— У-у, — отзывается тот; поспевает будто; вроде и дьяк, а видом мурин мурином, и тень от него на стене — та будто с рожками: притихла — каверзу готовит, — так разлохматился в усердии и смысл диктуемого постигая.
— …и женятца на дщерях и на сестрах, — гремит патриарх, — еже ни в поганых и незнающих Бога не обретаетца, о них же неточию писати, и слышати-то гнусно; и в таком пребеззаконном деле многие и дети с ними приживают. А иные де многие служилые люди, которых воеводы и приказные люди посылают к Москве и в иные городы для дел, жены свои в деньгах закладывают у своей братьи и у служилых же и у всяких людей на сроки… и отдают тех своих жен в заклад мужи их сами, и те люди, у которых они бывают в закладе, с ними до сроку, покаместа которые жены муж не выкупит, блуд творят беззазорно…

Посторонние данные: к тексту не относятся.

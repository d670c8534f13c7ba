use anyhow::{Context, Result};
use serde::Deserialize;
use std::path::{Path, PathBuf};

#[derive(Debug, Deserialize, Clone)]
pub struct Config {
    pub store: StoreConfig,
    #[serde(default)]
    pub chunking: ChunkingConfig,
    #[serde(default)]
    pub retrieval: RetrievalConfig,
    #[serde(default)]
    pub context: ContextConfig,
    #[serde(default)]
    pub answer: AnswerConfig,
    #[serde(default)]
    pub embedding: EmbeddingConfig,
    #[serde(default)]
    pub qa: QaConfig,
    #[serde(default)]
    pub completion: CompletionConfig,
}

#[derive(Debug, Deserialize, Clone)]
pub struct StoreConfig {
    pub path: PathBuf,
}

#[derive(Debug, Deserialize, Clone)]
pub struct ChunkingConfig {
    /// Minimum trimmed passage length, in characters. Shorter candidates
    /// are dropped as noise (headers, stray punctuation).
    #[serde(default = "default_min_passage_chars")]
    pub min_passage_chars: usize,
}

impl Default for ChunkingConfig {
    fn default() -> Self {
        Self {
            min_passage_chars: default_min_passage_chars(),
        }
    }
}

fn default_min_passage_chars() -> usize {
    20
}

#[derive(Debug, Deserialize, Clone)]
pub struct RetrievalConfig {
    /// Ranking strategy: `keyword`, `fuzzy`, or `dense`.
    #[serde(default = "default_strategy")]
    pub strategy: String,
    /// Number of passages the dense strategy keeps after sorting.
    #[serde(default = "default_top_k")]
    pub top_k: usize,
    /// Cosine-similarity admission threshold for the dense strategy.
    #[serde(default = "default_min_similarity")]
    pub min_similarity: f64,
    /// Minimum 0–100 score the fuzzy strategy accepts.
    #[serde(default = "default_fuzzy_score_floor")]
    pub fuzzy_score_floor: f64,
}

impl Default for RetrievalConfig {
    fn default() -> Self {
        Self {
            strategy: default_strategy(),
            top_k: default_top_k(),
            min_similarity: default_min_similarity(),
            fuzzy_score_floor: default_fuzzy_score_floor(),
        }
    }
}

fn default_strategy() -> String {
    "dense".to_string()
}
fn default_top_k() -> usize {
    3
}
fn default_min_similarity() -> f64 {
    0.3
}
fn default_fuzzy_score_floor() -> f64 {
    70.0
}

#[derive(Debug, Deserialize, Clone)]
pub struct ContextConfig {
    /// Minimum word count the assembled context must reach; anything
    /// shorter is reported as insufficient context.
    #[serde(default = "default_min_words")]
    pub min_words: usize,
}

impl Default for ContextConfig {
    fn default() -> Self {
        Self {
            min_words: default_min_words(),
        }
    }
}

fn default_min_words() -> usize {
    10
}

#[derive(Debug, Deserialize, Clone)]
pub struct AnswerConfig {
    /// Answering backend: `extractive` or `generative`.
    #[serde(default = "default_backend")]
    pub backend: String,
    /// Extractive spans with this many tokens or fewer are rejected.
    #[serde(default = "default_min_answer_tokens")]
    pub min_answer_tokens: usize,
    /// Output bound for the generative backend.
    #[serde(default = "default_max_tokens")]
    pub max_tokens: u32,
    /// Sampling temperature for the generative backend.
    #[serde(default = "default_temperature")]
    pub temperature: f32,
}

impl Default for AnswerConfig {
    fn default() -> Self {
        Self {
            backend: default_backend(),
            min_answer_tokens: default_min_answer_tokens(),
            max_tokens: default_max_tokens(),
            temperature: default_temperature(),
        }
    }
}

fn default_backend() -> String {
    "extractive".to_string()
}
fn default_min_answer_tokens() -> usize {
    2
}
fn default_max_tokens() -> u32 {
    256
}
fn default_temperature() -> f32 {
    0.7
}

#[derive(Debug, Deserialize, Clone)]
pub struct EmbeddingConfig {
    #[serde(default = "default_embedding_provider")]
    pub provider: String,
    #[serde(default)]
    pub model: Option<String>,
    #[serde(default)]
    pub dims: Option<usize>,
    #[serde(default = "default_embedding_endpoint")]
    pub endpoint: String,
    #[serde(default = "default_batch_size")]
    pub batch_size: usize,
    #[serde(default = "default_max_retries")]
    pub max_retries: u32,
    #[serde(default = "default_timeout_secs")]
    pub timeout_secs: u64,
}

impl Default for EmbeddingConfig {
    fn default() -> Self {
        Self {
            provider: default_embedding_provider(),
            model: None,
            dims: None,
            endpoint: default_embedding_endpoint(),
            batch_size: default_batch_size(),
            max_retries: default_max_retries(),
            timeout_secs: default_timeout_secs(),
        }
    }
}

impl EmbeddingConfig {
    pub fn is_enabled(&self) -> bool {
        self.provider != "disabled"
    }
}

fn default_embedding_provider() -> String {
    "disabled".to_string()
}
fn default_embedding_endpoint() -> String {
    "https://api.openai.com/v1/embeddings".to_string()
}
fn default_batch_size() -> usize {
    64
}
fn default_max_retries() -> u32 {
    5
}
fn default_timeout_secs() -> u64 {
    30
}

#[derive(Debug, Deserialize, Clone)]
pub struct QaConfig {
    /// Extractive question-answering endpoint. The default points at the
    /// hosted DistilBERT SQuAD model.
    #[serde(default = "default_qa_endpoint")]
    pub endpoint: String,
    #[serde(default = "default_timeout_secs")]
    pub timeout_secs: u64,
}

impl Default for QaConfig {
    fn default() -> Self {
        Self {
            endpoint: default_qa_endpoint(),
            timeout_secs: default_timeout_secs(),
        }
    }
}

fn default_qa_endpoint() -> String {
    "https://api-inference.huggingface.co/models/distilbert-base-uncased-distilled-squad"
        .to_string()
}

#[derive(Debug, Deserialize, Clone)]
pub struct CompletionConfig {
    #[serde(default = "default_completion_endpoint")]
    pub endpoint: String,
    #[serde(default = "default_completion_model")]
    pub model: String,
    #[serde(default = "default_timeout_secs")]
    pub timeout_secs: u64,
}

impl Default for CompletionConfig {
    fn default() -> Self {
        Self {
            endpoint: default_completion_endpoint(),
            model: default_completion_model(),
            timeout_secs: default_timeout_secs(),
        }
    }
}

fn default_completion_endpoint() -> String {
    "https://api.openai.com/v1/chat/completions".to_string()
}
fn default_completion_model() -> String {
    "gpt-4o-mini".to_string()
}

pub fn load_config(path: &Path) -> Result<Config> {
    let content = std::fs::read_to_string(path)
        .with_context(|| format!("Failed to read config file: {}", path.display()))?;

    let config: Config = toml::from_str(&content).with_context(|| "Failed to parse config file")?;

    validate(&config)?;
    Ok(config)
}

fn validate(config: &Config) -> Result<()> {
    if config.chunking.min_passage_chars == 0 {
        anyhow::bail!("chunking.min_passage_chars must be > 0");
    }

    match config.retrieval.strategy.as_str() {
        "keyword" | "fuzzy" | "dense" => {}
        other => anyhow::bail!(
            "Unknown retrieval strategy: '{}'. Must be keyword, fuzzy, or dense.",
            other
        ),
    }

    if config.retrieval.top_k < 1 {
        anyhow::bail!("retrieval.top_k must be >= 1");
    }

    if !(0.0..=1.0).contains(&config.retrieval.min_similarity) {
        anyhow::bail!("retrieval.min_similarity must be in [0.0, 1.0]");
    }

    if !(0.0..=100.0).contains(&config.retrieval.fuzzy_score_floor) {
        anyhow::bail!("retrieval.fuzzy_score_floor must be in [0.0, 100.0]");
    }

    if config.context.min_words == 0 {
        anyhow::bail!("context.min_words must be > 0");
    }

    match config.answer.backend.as_str() {
        "extractive" | "generative" => {}
        other => anyhow::bail!(
            "Unknown answer backend: '{}'. Must be extractive or generative.",
            other
        ),
    }

    if config.embedding.is_enabled() {
        if config.embedding.dims.is_none() || config.embedding.dims == Some(0) {
            anyhow::bail!(
                "embedding.dims must be > 0 when provider is '{}'",
                config.embedding.provider
            );
        }
        if config.embedding.model.is_none() {
            anyhow::bail!(
                "embedding.model must be specified when provider is '{}'",
                config.embedding.provider
            );
        }
    }

    match config.embedding.provider.as_str() {
        "disabled" | "openai" => {}
        other => anyhow::bail!(
            "Unknown embedding provider: '{}'. Must be disabled or openai.",
            other
        ),
    }

    Ok(())
}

И опять напротив скрыни патриарх остановился, в ящик, им же и выдвинутый несколько раньше, пустой теперь, рассеянно вглядывается — ждёт, наверное, когда перо в руке у дьяка стихнет; так и есть — как только скрябать то не стало, ящик задвинул патриарх, от скрыни отошёл.
И продолжает:
— …а как тех жен на сроки выкупят, и оне их продают на воровство ж и в работу всяким людем, не бояся праведного суда Божия; и те люди, покупая тех жен, также с ними воруют и замуж выдавают, а иных бедных и убогих вдов и девиц беспомощных для воровства к себе емлют сильно, и у мужей убогих работных людей жен отнимают и держат у себя для воровства, и крепости на них емлют воровские за очи; а те люди бедные, у которых жены поотымают, скитаютца меж двор, и от насильства покиня жену свою, даютца в тех же и в иных городех в неволю, в холопи, всяким людем, и женят их на иных женах; а те их отнятые жены после того выдают за иных мужей, и продают в заклад и в холопи отдают всяким людям.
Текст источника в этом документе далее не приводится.